### [ASSIGNMENT]
Tell how many lines in the data below contain "needle", using one number as the whole reply.

### [AVAILABLE DATA]

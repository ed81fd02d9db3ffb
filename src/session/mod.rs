//! The editing session: document events, remote listings, and tag navigation.
//!
//! A [`Session`] is the context every dispatcher job runs against. Editor
//! integrations implement [`EditorHost`] and forward document lifecycle events
//! to the session; remote work happens on the command runner's workers and
//! comes back through the dispatcher.
//!
//! # Architecture
//!
//! - **staleness**: watermarks and the reload decision
//! - **catalog**: cached remote listings for the remote file picker
//! - **tags**: tag index parsing and the word-under-cursor rule
//!
//! # Example
//!
//! ```rust,ignore
//! let mut dispatcher = Dispatcher::new();
//! let mut session = Session::new(config, Box::new(host), &dispatcher)?;
//!
//! session.on_document_loaded(doc);
//! session.on_document_activated(doc);
//! session.search_tag(Some(doc), Some("parse_config"));
//!
//! // On the UI thread, each tick:
//! dispatcher.run_pending(&mut session);
//! ```

pub mod catalog;
pub mod staleness;
pub mod tags;

use std::sync::Arc;

use serde::{Deserialize, Serialize};

use crate::clock::{Clock, SystemClock};
use crate::config::{Config, MountConfig};
use crate::mapper::{PathMapper, escape_spaces, join_remote};
use crate::shell::{CommandError, CommandHandle, CommandRunner, DispatchHandle, Dispatcher};

pub use catalog::{CatalogEntry, RemoteCatalog, host_key, parse_listing};
pub use staleness::{DocumentState, StalenessTracker, parse_mtime};
pub use tags::{TagRecord, parse_tag_output, strip_pattern, word_at};

pub const NO_TAGS_MESSAGE: &str = "No tags information found";
pub const NO_FILES_MESSAGE: &str = "No remote files found";

/// Editor-assigned identity of an open document.
#[derive(Debug, Clone, Copy, PartialEq, Eq, Hash, PartialOrd, Ord, Serialize, Deserialize)]
pub struct DocumentId(pub u64);

/// What the session needs from the editor it runs in.
pub trait EditorHost {
    /// File backing the document, if it has one.
    fn document_path(&self, doc: DocumentId) -> Option<String>;

    /// Text of the primary selection (empty when nothing is selected).
    fn selected_text(&self, doc: DocumentId) -> String;

    /// Full text and caret byte offset.
    fn buffer(&self, doc: DocumentId) -> Option<(String, usize)>;

    /// Ask for a line of input. `None` when dismissed.
    fn prompt(&mut self, caption: &str, initial: &str) -> Option<String>;

    /// Let the user choose one row. `None` on cancel.
    fn quick_pick(&mut self, rows: &[Vec<String>]) -> Option<usize>;

    fn open_file(&mut self, path: &str) -> Option<DocumentId>;

    /// Byte offset of the first literal (non-regex) occurrence of `needle`.
    fn find_literal(&self, doc: DocumentId, needle: &str) -> Option<usize>;

    /// Move the caret to `offset` and scroll it into view.
    fn place_caret(&mut self, doc: DocumentId, offset: usize);

    /// Re-read the document from disk.
    fn reload(&mut self, doc: DocumentId);

    fn status_message(&mut self, message: &str);
}

pub struct Session {
    config: Arc<Config>,
    mapper: PathMapper,
    runner: CommandRunner<Session>,
    dispatch: DispatchHandle<Session>,
    staleness: StalenessTracker,
    catalog: RemoteCatalog,
    clock: Arc<dyn Clock>,
    host: Box<dyn EditorHost>,
}

impl Session {
    pub fn new(
        config: impl Into<Arc<Config>>,
        host: Box<dyn EditorHost>,
        dispatcher: &Dispatcher<Session>,
    ) -> Result<Self, CommandError> {
        let config: Arc<Config> = config.into();
        let dispatch = dispatcher.handle();
        let runner = CommandRunner::new(
            dispatch.clone(),
            &config.remote_transport,
            config.worker_threads,
        )?;
        Ok(Self {
            mapper: PathMapper::from_config(&config),
            staleness: StalenessTracker::from_config(&config),
            catalog: RemoteCatalog::new(config.cache_timeout),
            clock: Arc::new(SystemClock),
            config,
            runner,
            dispatch,
            host,
        })
    }

    pub fn with_clock(mut self, clock: Arc<dyn Clock>) -> Self {
        self.clock = clock;
        self
    }

    /// Replace the listing cache, e.g. with one loaded from disk.
    pub fn with_catalog(mut self, catalog: RemoteCatalog) -> Self {
        self.catalog = catalog;
        self
    }

    pub fn config(&self) -> &Config {
        &self.config
    }

    pub fn mapper(&self) -> &PathMapper {
        &self.mapper
    }

    pub fn staleness(&self) -> &StalenessTracker {
        &self.staleness
    }

    pub fn catalog(&self) -> &RemoteCatalog {
        &self.catalog
    }

    pub fn catalog_mut(&mut self) -> &mut RemoteCatalog {
        &mut self.catalog
    }

    pub fn host(&self) -> &dyn EditorHost {
        self.host.as_ref()
    }

    pub fn host_mut(&mut self) -> &mut dyn EditorHost {
        self.host.as_mut()
    }

    pub fn runner(&self) -> &CommandRunner<Session> {
        &self.runner
    }

    // -------------------------------------------------------------------------
    // Document lifecycle
    // -------------------------------------------------------------------------

    pub fn on_document_loaded(&mut self, doc: DocumentId) {
        let now = self.clock.now();
        self.staleness.stamp_loaded(doc, now);
    }

    pub fn on_document_created(&mut self, doc: DocumentId) {
        self.on_document_loaded(doc);
    }

    pub fn on_document_saved(&mut self, doc: DocumentId) {
        let now = self.clock.now();
        self.staleness.stamp_saved(doc, now);
    }

    pub fn on_document_closed(&mut self, doc: DocumentId) {
        self.staleness.forget(doc);
    }

    /// Ask the remote host whether the document changed behind our back and
    /// reload it if so. Overlapping checks are not de-duplicated.
    pub fn on_document_activated(&mut self, doc: DocumentId) -> Option<CommandHandle> {
        if !self.staleness.is_enabled() {
            return None;
        }
        let path = self.host.document_path(doc)?;
        self.mapper.resolve_for_local(&path)?;
        self.staleness.track(doc);

        self.remote_mtime(&path, move |session, remote_mtime| {
            session.compare_remote_mtime(doc, remote_mtime);
        })
    }

    /// Query the remote modification time of a local file.
    ///
    /// `None` when no mount claims the path.
    pub fn remote_mtime(
        &self,
        local_path: &str,
        on_mtime: impl FnOnce(&mut Session, f64) + Send + 'static,
    ) -> Option<CommandHandle> {
        let mount = self.mapper.resolve_for_local(local_path)?;
        let remote_path = PathMapper::to_remote(local_path, mount);

        let handle = self
            .runner
            .command(
                self.config.remote_last_touched_command.as_str(),
                [remote_path.clone()],
            )
            .remote(mount.host())
            .on_success(move |session: &mut Session, result| {
                let stdout = result.stdout_text();
                match parse_mtime(&stdout) {
                    Some(mtime) => on_mtime(session, mtime),
                    None => tracing::warn!(
                        remote_path = %remote_path,
                        output = %stdout.trim(),
                        "unparsable remote modification time"
                    ),
                }
            })
            .execute();
        Some(handle)
    }

    fn compare_remote_mtime(&mut self, doc: DocumentId, remote_mtime: f64) {
        if !self.staleness.needs_reload(doc, remote_mtime) {
            tracing::debug!(
                doc = doc.0,
                remote_mtime,
                watermark = ?self.staleness.watermark(doc),
                "document is current"
            );
            return;
        }

        tracing::info!(doc = doc.0, remote_mtime, "remote copy changed, scheduling reload");
        self.dispatch
            .post_after(self.staleness.propagation_delay(), move |session| {
                if session.staleness.is_tracked(doc) {
                    session.host.reload(doc);
                }
            });
    }

    // -------------------------------------------------------------------------
    // Remote file picker
    // -------------------------------------------------------------------------

    /// Offer the default mount's project files for opening.
    pub fn open_remote(&mut self, force_reload: bool) -> Option<CommandHandle> {
        let mount = self.mapper.resolve_best(None)?.clone();
        self.list_files(&mount, force_reload)
    }

    /// List `mount`'s project files and offer them in the quick picker.
    pub fn list_files(&mut self, mount: &MountConfig, force_reload: bool) -> Option<CommandHandle> {
        self.list_files_with(mount, force_reload, |session, mount, files| {
            session.present_files(mount, &files);
        })
    }

    /// List `mount`'s project files and hand them to `present`.
    ///
    /// A fresh cached listing is presented immediately and `None` is returned;
    /// otherwise the listing command is started and its handle returned.
    pub fn list_files_with(
        &mut self,
        mount: &MountConfig,
        force_reload: bool,
        present: impl FnOnce(&mut Session, &MountConfig, Vec<String>) + Send + 'static,
    ) -> Option<CommandHandle> {
        let key = host_key(mount);
        let now = self.clock.now();
        if let Some(files) = self.catalog.fresh(&key, now, force_reload) {
            tracing::debug!(host = %key, files = files.len(), "using cached listing");
            let files = files.to_vec();
            present(self, mount, files);
            return None;
        }

        let mount = mount.clone();
        let handle = self
            .runner
            .command(
                self.config.remote_ls_command.as_str(),
                [escape_spaces(&mount.remote_project_path)],
            )
            .remote(mount.host())
            .on_success(move |session: &mut Session, result| {
                let files = parse_listing(&result.stdout_text());
                let now = session.clock.now();
                tracing::info!(host = %key, files = files.len(), "refreshed remote listing");
                session.catalog.store(&key, files.clone(), now);
                present(session, &mount, files);
            })
            .execute();
        Some(handle)
    }

    /// Offer `files` in the quick picker and open the chosen one.
    pub fn present_files(&mut self, mount: &MountConfig, files: &[String]) -> Option<DocumentId> {
        if files.is_empty() {
            self.host.status_message(NO_FILES_MESSAGE);
            return None;
        }
        let rows: Vec<Vec<String>> = files.iter().map(|f| vec![f.clone()]).collect();
        let relative = self.host.quick_pick(&rows).and_then(|idx| files.get(idx))?;
        let local = PathMapper::project_file_to_local(mount, relative);
        tracing::debug!(path = %local, "opening remote file");
        self.host.open_file(&local)
    }

    // -------------------------------------------------------------------------
    // Tag navigation
    // -------------------------------------------------------------------------

    /// Jump to a symbol's definition using the remote tag index.
    ///
    /// Without a symbol, the selection is used; failing that the user is
    /// prompted with the word under the caret.
    pub fn search_tag(
        &mut self,
        doc: Option<DocumentId>,
        symbol: Option<&str>,
    ) -> Option<CommandHandle> {
        let symbol = self.resolve_symbol(doc, symbol)?;
        self.lookup_tag(doc, &symbol, |session, mount, tags| {
            session.present_tags(&mount, tags);
        })
    }

    /// The symbol to look up: the given one, else the selection, else whatever
    /// the user confirms at a prompt prefilled with the word under the caret.
    pub fn resolve_symbol(
        &mut self,
        doc: Option<DocumentId>,
        symbol: Option<&str>,
    ) -> Option<String> {
        if let Some(symbol) = symbol.map(str::trim).filter(|s| !s.is_empty()) {
            return Some(symbol.to_string());
        }

        let selected = doc
            .map(|d| self.host.selected_text(d))
            .unwrap_or_default();
        if !selected.trim().is_empty() {
            return Some(selected.trim().to_string());
        }

        let initial = doc
            .and_then(|d| self.host.buffer(d))
            .map(|(text, caret)| word_at(&text, caret).to_string())
            .unwrap_or_default();
        let answer = self.host.prompt("Search for tag", &initial)?;
        let answer = answer.trim();
        (!answer.is_empty()).then(|| answer.to_string())
    }

    /// Run the tag lookup for `symbol` and hand the matches to `present`.
    pub fn lookup_tag(
        &mut self,
        doc: Option<DocumentId>,
        symbol: &str,
        present: impl FnOnce(&mut Session, MountConfig, Vec<TagRecord>) + Send + 'static,
    ) -> Option<CommandHandle> {
        let path = doc.and_then(|d| self.host.document_path(d));
        let mount = self.mapper.resolve_best(path.as_deref())?.clone();
        tracing::debug!(symbol, host = %host_key(&mount), "searching for tag");

        let handle = self
            .runner
            .command(
                self.config.remote_tags_command.as_str(),
                [escape_spaces(&mount.remote_project_path), symbol.to_string()],
            )
            .remote(mount.host())
            .on_success(move |session: &mut Session, result| {
                let tags = parse_tag_output(&result.stdout_text());
                present(session, mount, tags);
            })
            .execute();
        Some(handle)
    }

    /// Report, open, or offer a choice between tag matches.
    pub fn present_tags(&mut self, mount: &MountConfig, tags: Vec<TagRecord>) -> Option<DocumentId> {
        match tags.as_slice() {
            [] => {
                self.host.status_message(NO_TAGS_MESSAGE);
                None
            }
            [only] => self.open_tag(mount, only),
            _ => {
                let rows: Vec<Vec<String>> = tags.iter().map(|t| t.fields.clone()).collect();
                let tag = self.host.quick_pick(&rows).and_then(|idx| tags.get(idx))?;
                self.open_tag(mount, tag)
            }
        }
    }

    /// Open the file a tag points at and put the caret on its pattern.
    ///
    /// The file stays open when the pattern is not found.
    pub fn open_tag(&mut self, mount: &MountConfig, tag: &TagRecord) -> Option<DocumentId> {
        let remote = join_remote(&mount.remote_project_path, &tag.relative_path);
        let Some(local) = self.mapper.to_local(&remote) else {
            tracing::debug!(remote_path = %remote, "no mount for tag target");
            return None;
        };

        let doc = self.host.open_file(&local)?;
        match self.host.find_literal(doc, &tag.search_pattern) {
            Some(offset) => self.host.place_caret(doc, offset),
            None => tracing::warn!(
                path = %local,
                pattern = %tag.search_pattern,
                "can't find tag text"
            ),
        }
        Some(doc)
    }
}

### [WRITTEN RESPONSE]
2